Como é produzido o prensado?

Pedaço de maconha prensada com mapa ao fundo. Arte: Bem bolado.

Como o prensado chega no Brasil? Como os buds se transformam em tabletes? Quais os malefícios desse processo para a nossa saúde? Essas e mais algumas dúvidas comuns, a Bem Bolado responde aqui, confira!

O prensado é a variedade de maconha mais comum no Brasil. Diferentemente dos “buds”, as famosas flores que vemos em filmes, séries e na internet, a aparência do prensado é completamente diferente da maconha “natural”. E você, já parou para se perguntar como isso acontece? 

As dúvidas despertaram tamanha curiosidade no jornalista Matias Maxx, da Agência Pública, que, em 2017, ele passou 15 dias entre cultivadores de maconha no Paraguai para fazer uma reportagem. É com base nesse trabalho incrível que hoje trazemos a história do nascimento do prensado para a coluna da Bem Bolado Brasil. 

Da colheita ao “charasguaio”

“Quadrada, marrom e fedorenta” é como o jornalista descreve a maconha prensada. Infelizmente, precisamos concordar que essa é uma definição verídica. Acontece que, assim como qualquer planta, existe uma maneira correta de cultivar, colher e estocar maconha. 
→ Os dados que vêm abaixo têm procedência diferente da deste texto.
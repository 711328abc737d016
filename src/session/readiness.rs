use super::types::ReadinessScore;
use crate::error::{Result, SessionError};
use async_trait::async_trait;
use std::collections::VecDeque;
use tokio::io::{AsyncBufRead, AsyncBufReadExt, Lines};
use tracing::debug;

/// Source of readiness samples, one per poll tick
#[async_trait]
pub trait ReadinessSource: Send {
    /// Next sample, or `None` once the feed is exhausted
    async fn next_score(&mut self) -> Result<Option<ReadinessScore>>;
}

/// Newline-delimited JSON feed: `{"framing":..,"lighting":..,"motion":..}` per line
pub struct JsonLinesReadiness<R> {
    lines: Lines<R>,
    line_number: usize,
}

impl<R: AsyncBufRead + Unpin + Send> JsonLinesReadiness<R> {
    pub fn new(reader: R) -> Self {
        Self {
            lines: reader.lines(),
            line_number: 0,
        }
    }
}

#[async_trait]
impl<R: AsyncBufRead + Unpin + Send> ReadinessSource for JsonLinesReadiness<R> {
    async fn next_score(&mut self) -> Result<Option<ReadinessScore>> {
        while let Some(line) = self.lines.next_line().await? {
            self.line_number += 1;
            let line = line.trim();
            if line.is_empty() {
                continue;
            }

            let score: ReadinessScore =
                serde_json::from_str(line).map_err(|e| SessionError::InvalidReadiness {
                    details: format!("line {}: {}", self.line_number, e),
                })?;
            score.validate()?;
            return Ok(Some(score));
        }

        debug!("Readiness feed exhausted after {} lines", self.line_number);
        Ok(None)
    }
}

/// In-memory queue of samples
pub struct ScriptedReadiness {
    scores: VecDeque<ReadinessScore>,
    repeat_last: bool,
    last: Option<ReadinessScore>,
}

impl ScriptedReadiness {
    pub fn new<I: IntoIterator<Item = ReadinessScore>>(scores: I) -> Self {
        Self {
            scores: scores.into_iter().collect(),
            repeat_last: false,
            last: None,
        }
    }

    /// Keep yielding the final sample once the queue drains
    pub fn repeat_last(mut self) -> Self {
        self.repeat_last = true;
        self
    }
}

#[async_trait]
impl ReadinessSource for ScriptedReadiness {
    async fn next_score(&mut self) -> Result<Option<ReadinessScore>> {
        match self.scores.pop_front() {
            Some(score) => {
                self.last = Some(score);
                Ok(Some(score))
            }
            None if self.repeat_last => Ok(self.last),
            None => Ok(None),
        }
    }
}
Como no tráfico de drogas não existem regulamentos para assegurar o controle de qualidade, não há nada que obrigue os produtores a seguirem todas as etapas da maneira correta. A maconha muitas vezes é colhida fora de época, como Matias observou. Além disso, o processo de secagem da planta é o mais rústico possível: elas são empilhadas em contato direto com o solo úmido e cobertas com uma lona de plástico — um prato cheio para a proliferação de fungos. 

Um instrumento improvisado com chapas de ferro perfuradas é utilizado para separar as folhas, como uma espécie de peneira, e depois os galhos e folhas menores são retirados manualmente. Quando os peões soltam as flores dos galhos com as mãos, a resina é acumulada. É assim que surge o famoso “preto” ou “charasguaio”. Segundo Matias, os funcionários experientes conseguem produzir de 5 a 20 gramas de haxixe por dia nesse processo. 

Do saco à prensa

Depois que as flores já foram devidamente separadas, elas são colocadas em sacos de 30 kg que são carregados até o “moco”, uma tenda armada de lona preta no meio do mato. Não precisamos comentar sobre a possível condição e estado de limpeza desses materiais todos, né?
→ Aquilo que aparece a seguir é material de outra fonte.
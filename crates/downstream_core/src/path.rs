//! Strings tagged with where they came from.
//!
//! A [`GlobalPath`] is an absolute filesystem path, a [`RelativePath`] is an import
//! specifier relative to some file, and a [`LibraryPath`] is a package-qualified
//! logical name such as `@scope/pkg/src/index.ts`. The tag is a marker type, so a
//! library name can never be handed to something expecting a filesystem path.
//!
//! Every combining operation (`join`, `resolve`, `concat`) keeps the tag of the
//! value it is called on.

use std::{
    cmp::Ordering,
    fmt,
    hash::{Hash, Hasher},
    marker::PhantomData,
    path::{Path, PathBuf},
};

use path_clean::clean;
use serde::{Serialize, Serializer};

use crate::error::{Error, Result};

/// Runtime view of a path's provenance tag.
#[derive(Debug, Clone, Copy, PartialEq, Eq, Hash, Serialize)]
#[serde(rename_all = "snake_case")]
pub enum PathKind {
    Global,
    Relative,
    Library,
}

impl fmt::Display for PathKind {
    fn fmt(&self, f: &mut fmt::Formatter<'_>) -> fmt::Result {
        let s = match self {
            PathKind::Global => "global",
            PathKind::Relative => "relative",
            PathKind::Library => "library",
        };
        f.write_str(s)
    }
}

mod sealed {
    pub trait Sealed {}
}

/// Marker trait implemented by the three provenance tags.
pub trait Kind: sealed::Sealed + Send + Sync + 'static {
    const KIND: PathKind;
}

/// Absolute filesystem path
#[derive(Debug, Clone, Copy)]
pub struct Global;

/// Raw relative import specifier
#[derive(Debug, Clone, Copy)]
pub struct Relative;

/// Package-qualified logical name
#[derive(Debug, Clone, Copy)]
pub struct Library;

impl sealed::Sealed for Global {}
impl sealed::Sealed for Relative {}
impl sealed::Sealed for Library {}

impl Kind for Global {
    const KIND: PathKind = PathKind::Global;
}
impl Kind for Relative {
    const KIND: PathKind = PathKind::Relative;
}
impl Kind for Library {
    const KIND: PathKind = PathKind::Library;
}

pub type GlobalPath = TypedPath<Global>;
pub type RelativePath = TypedPath<Relative>;
pub type LibraryPath = TypedPath<Library>;

/// An immutable path string carrying a provenance tag `K`.
pub struct TypedPath<K: Kind> {
    raw: String,
    kind: PhantomData<K>,
}

impl<K: Kind> TypedPath<K> {
    /// Creates a tagged path, normalizing separators to `/`. Global paths are also
    /// cleaned lexically (`.`/`..` collapsed), so one file has one spelling.
    pub fn new(raw: impl Into<String>) -> Result<Self> {
        let raw = raw.into();
        if raw.is_empty() {
            return Err(Error::InvalidPath { kind: K::KIND });
        }
        let raw = match K::KIND {
            PathKind::Global => normalize(&raw),
            PathKind::Relative | PathKind::Library => unix_separators(&raw),
        };
        Ok(Self::from_raw(raw))
    }

    pub fn from_option(raw: Option<&str>) -> Result<Self> {
        match raw {
            Some(raw) => Self::new(raw),
            None => Err(Error::InvalidPath { kind: K::KIND }),
        }
    }

    fn from_raw(raw: String) -> Self {
        Self { raw, kind: PhantomData }
    }

    pub fn kind(&self) -> PathKind {
        K::KIND
    }

    pub fn as_str(&self) -> &str {
        &self.raw
    }

    pub fn into_string(self) -> String {
        self.raw
    }

    /// Joins segments onto this path and normalizes the result (`.`/`..` collapsed,
    /// duplicate separators removed). Absolute segments are appended, not substituted.
    pub fn join<I, S>(&self, segments: I) -> Self
    where
        I: IntoIterator<Item = S>,
        S: AsRef<str>,
    {
        let mut joined = self.raw.clone();
        for segment in segments {
            let segment = segment.as_ref();
            if segment.is_empty() {
                continue;
            }
            joined.push('/');
            joined.push_str(segment);
        }
        Self::from_raw(normalize(&joined))
    }

    /// Resolves `segment` against this path. An absolute segment replaces the base.
    pub fn resolve(&self, segment: impl AsRef<str>) -> Self {
        let segment = unix_separators(segment.as_ref());
        if segment.starts_with('/') || Path::new(&segment).is_absolute() {
            return Self::from_raw(normalize(&segment));
        }
        Self::from_raw(normalize(&format!("{}/{}", self.raw, segment)))
    }

    /// Appends raw strings without any normalization.
    pub fn concat<I, S>(&self, segments: I) -> Self
    where
        I: IntoIterator<Item = S>,
        S: AsRef<str>,
    {
        let mut raw = self.raw.clone();
        for segment in segments {
            raw.push_str(segment.as_ref());
        }
        Self::from_raw(unix_separators(&raw))
    }

    /// Extension including the leading dot, or an empty string.
    pub fn extension(&self) -> String {
        Path::new(&self.raw)
            .extension()
            .and_then(|e| e.to_str())
            .map(|e| format!(".{}", e))
            .unwrap_or_default()
    }

    pub fn parent(&self) -> Option<Self> {
        Path::new(&self.raw)
            .parent()
            .map(|p| p.to_string_lossy())
            .filter(|p| !p.is_empty())
            .map(|p| Self::from_raw(unix_separators(&p)))
    }
}

impl TypedPath<Global> {
    pub fn from_path(path: &Path) -> Result<Self> {
        Self::new(path.to_string_lossy().into_owned())
    }

    pub fn as_path(&self) -> &Path {
        Path::new(&self.raw)
    }

    pub fn to_path_buf(&self) -> PathBuf {
        PathBuf::from(&self.raw)
    }

    /// The path of `self` below `base`, or `None` when `self` is not inside `base`.
    pub fn relative_to(&self, base: &GlobalPath) -> Option<RelativePath> {
        let rel = self.as_path().strip_prefix(base.as_path()).ok()?;
        RelativePath::new(rel.to_string_lossy().into_owned()).ok()
    }
}

fn unix_separators(raw: &str) -> String {
    raw.replace('\\', "/")
}

fn normalize(raw: &str) -> String {
    let cleaned = PathBuf::from(clean(unix_separators(raw).as_str()));
    unix_separators(&cleaned.to_string_lossy())
}

impl<K: Kind> Clone for TypedPath<K> {
    fn clone(&self) -> Self {
        Self::from_raw(self.raw.clone())
    }
}

impl<K: Kind> PartialEq for TypedPath<K> {
    fn eq(&self, other: &Self) -> bool {
        self.raw == other.raw
    }
}

impl<K: Kind> Eq for TypedPath<K> {}

impl<K: Kind> Hash for TypedPath<K> {
    fn hash<H: Hasher>(&self, state: &mut H) {
        self.raw.hash(state);
    }
}

impl<K: Kind> PartialOrd for TypedPath<K> {
    fn partial_cmp(&self, other: &Self) -> Option<Ordering> {
        Some(self.cmp(other))
    }
}

impl<K: Kind> Ord for TypedPath<K> {
    fn cmp(&self, other: &Self) -> Ordering {
        self.raw.cmp(&other.raw)
    }
}

impl<K: Kind> fmt::Debug for TypedPath<K> {
    fn fmt(&self, f: &mut fmt::Formatter<'_>) -> fmt::Result {
        write!(f, "{}({:?})", K::KIND, self.raw)
    }
}

impl<K: Kind> fmt::Display for TypedPath<K> {
    fn fmt(&self, f: &mut fmt::Formatter<'_>) -> fmt::Result {
        f.write_str(&self.raw)
    }
}

impl<K: Kind> AsRef<str> for TypedPath<K> {
    fn as_ref(&self) -> &str {
        &self.raw
    }
}

impl AsRef<Path> for TypedPath<Global> {
    fn as_ref(&self) -> &Path {
        self.as_path()
    }
}

impl<K: Kind> Serialize for TypedPath<K> {
    fn serialize<S: Serializer>(&self, serializer: S) -> std::result::Result<S::Ok, S::Error> {
        serializer.serialize_str(&self.raw)
    }
}

#[cfg(test)]
mod tests {
    use super::*;

    #[test]
    fn test_empty_path_is_rejected() {
        let err = GlobalPath::new("").unwrap_err();
        assert!(matches!(err, Error::InvalidPath { kind: PathKind::Global }));
        assert!(RelativePath::from_option(None).is_err());
        assert!(LibraryPath::new(String::new()).is_err());
    }

    #[test]
    fn test_separators_normalized_on_construction() {
        let p = GlobalPath::new(r"C:\repo\src\index.ts").unwrap();
        assert_eq!(p.as_str(), "C:/repo/src/index.ts");
        assert_eq!(p, GlobalPath::new("C:/repo/src/index.ts").unwrap());
    }

    #[test]
    fn test_global_paths_are_cleaned_on_construction() {
        let p = GlobalPath::new("/repo/src/../src/./a.ts").unwrap();
        assert_eq!(p.as_str(), "/repo/src/a.ts");
        assert_eq!(p, GlobalPath::from_path(Path::new("/repo//src/a.ts")).unwrap());
        // specifiers keep their leading `./`
        assert_eq!(RelativePath::new("./a/../b").unwrap().as_str(), "./a/../b");
    }

    #[test]
    fn test_kind_is_reported() {
        assert_eq!(GlobalPath::new("/a").unwrap().kind(), PathKind::Global);
        assert_eq!(RelativePath::new("./a").unwrap().kind(), PathKind::Relative);
        assert_eq!(LibraryPath::new("pkg").unwrap().kind(), PathKind::Library);
    }

    #[test]
    fn test_join_normalizes() {
        let base = GlobalPath::new("/repo/src").unwrap();
        let joined = base.join(["../lib", "./util.ts"]);
        assert_eq!(joined.as_str(), "/repo/lib/util.ts");
        assert_eq!(joined.kind(), PathKind::Global);
    }

    #[test]
    fn test_join_keeps_library_kind() {
        let name = LibraryPath::new("@scope/shared").unwrap();
        let rel = RelativePath::new("src/index.ts").unwrap();
        let joined = name.join([&rel]);
        assert_eq!(joined.as_str(), "@scope/shared/src/index.ts");
        assert_eq!(joined.kind(), PathKind::Library);
    }

    #[test]
    fn test_join_appends_absolute_segments() {
        let base = GlobalPath::new("/repo").unwrap();
        assert_eq!(base.join(["/packages/*", "package.json"]).as_str(), "/repo/packages/*/package.json");
    }

    #[test]
    fn test_resolve_relative_segment() {
        let dir = GlobalPath::new("/repo/src/components").unwrap();
        assert_eq!(dir.resolve("../util").as_str(), "/repo/src/util");
        assert_eq!(dir.resolve("./button").as_str(), "/repo/src/components/button");
    }

    #[test]
    fn test_resolve_absolute_segment_replaces_base() {
        let dir = GlobalPath::new("/repo/src").unwrap();
        assert_eq!(dir.resolve("/other/x").as_str(), "/other/x");
    }

    #[test]
    fn test_resolve_empty_segment_is_base() {
        let dir = GlobalPath::new("/repo/packages/shared").unwrap();
        assert_eq!(dir.resolve("").as_str(), "/repo/packages/shared");
    }

    #[test]
    fn test_concat_is_raw() {
        let p = GlobalPath::new("/repo/src/foo").unwrap();
        assert_eq!(p.concat([".ts"]).as_str(), "/repo/src/foo.ts");
        assert_eq!(p.concat(["/./", "x"]).as_str(), "/repo/src/foo/./x");
    }

    #[test]
    fn test_extension() {
        assert_eq!(GlobalPath::new("/a/b.tsx").unwrap().extension(), ".tsx");
        assert_eq!(GlobalPath::new("/a/b").unwrap().extension(), "");
        assert_eq!(GlobalPath::new("/a/b.test.ts").unwrap().extension(), ".ts");
    }

    #[test]
    fn test_parent_and_relative_to() {
        let file = GlobalPath::new("/repo/packages/shared/src/index.ts").unwrap();
        let pkg = GlobalPath::new("/repo/packages/shared").unwrap();
        assert_eq!(file.parent().unwrap().as_str(), "/repo/packages/shared/src");
        assert_eq!(file.relative_to(&pkg).unwrap().as_str(), "src/index.ts");
        assert!(pkg.relative_to(&file).is_none());
    }

    #[test]
    fn test_serializes_as_plain_string() {
        let p = GlobalPath::new("/repo/a.ts").unwrap();
        assert_eq!(serde_json::to_string(&p).unwrap(), "\"/repo/a.ts\"");
    }
}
A prensa é armada em um local distante da fazenda por questões de segurança. Parece loucura mas, dentro desse contexto, a maconha só ganha valor depois de prensada. As flores são abundantes e estão presentes por todos os lados nas fazendas — inclusive no chão, sem valor ou importância alguma. 

No chão, os sacos com a maconha são abertos e dispensados sob uma lona ao ar livre, sem proteção alguma contra vespas e outros insetos. Por isso, não é incomum encontrar restos de animais dentro do prensado — mais uma razão para você nunca esquecer de lavar o seu!

As flores são prensadas em prensas hidráulicas com capacidade para 50 toneladas de pressão cada uma. Eles nivelam a maconha usando as botas sujas de lama, depois cobrem a erva com um plástico sujo, umas placas de madeira e, finalmente, a prensa hidráulica. De 5 em 5 quilos, a maconha vai sendo prensada até formar um bloco único de 50 kg. Depois, o material é levado para a última prensa, que realiza os cortes.

Da prensa ao Brasil

Nesse processo, a maconha é derrubada no chão, pisoteada, misturada com maconha mofada entre outros descuidos de enorme potencial para prejudicar a saúde de qualquer um. Porém, uma boa notícia: não, o cheiro forte de amônia não é xixi, e sim uma consequência do processo de decomposição devido aos maus cuidados da produção. 

Os blocos de 1 kg são embalados em plástico-filme, e depois reembalados em pacotes de 24 kg, que são transportados em uma picape para o Brasil. O real motivo para a maconha ser prensada é uma questão de logística: é muito mais fácil e discreto transportar quilos prensados do que quilos in natura, devido à redução do volume.

Por último, mas não menos pior, algumas dessas fazendas mantêm a maconha prensada — e, muito provavelmente, já mofada — estocada por até um ano. Assim, ela absorve mais umidade e chega em condições ainda piores para o consumidor. 

E, como nós sabemos, todo esse quadro lamentável da produção e qualidade da maconha prensada é consequência da proibição. Afinal, as flores colhidas poderiam ser vendidas em lojas físicas, regulamentadas e de fácil acesso. Infelizmente, o proibicionismo obriga os consumidores a se submeterem a um produto insalubre e, de quebra, fortalecer o tráfico de drogas.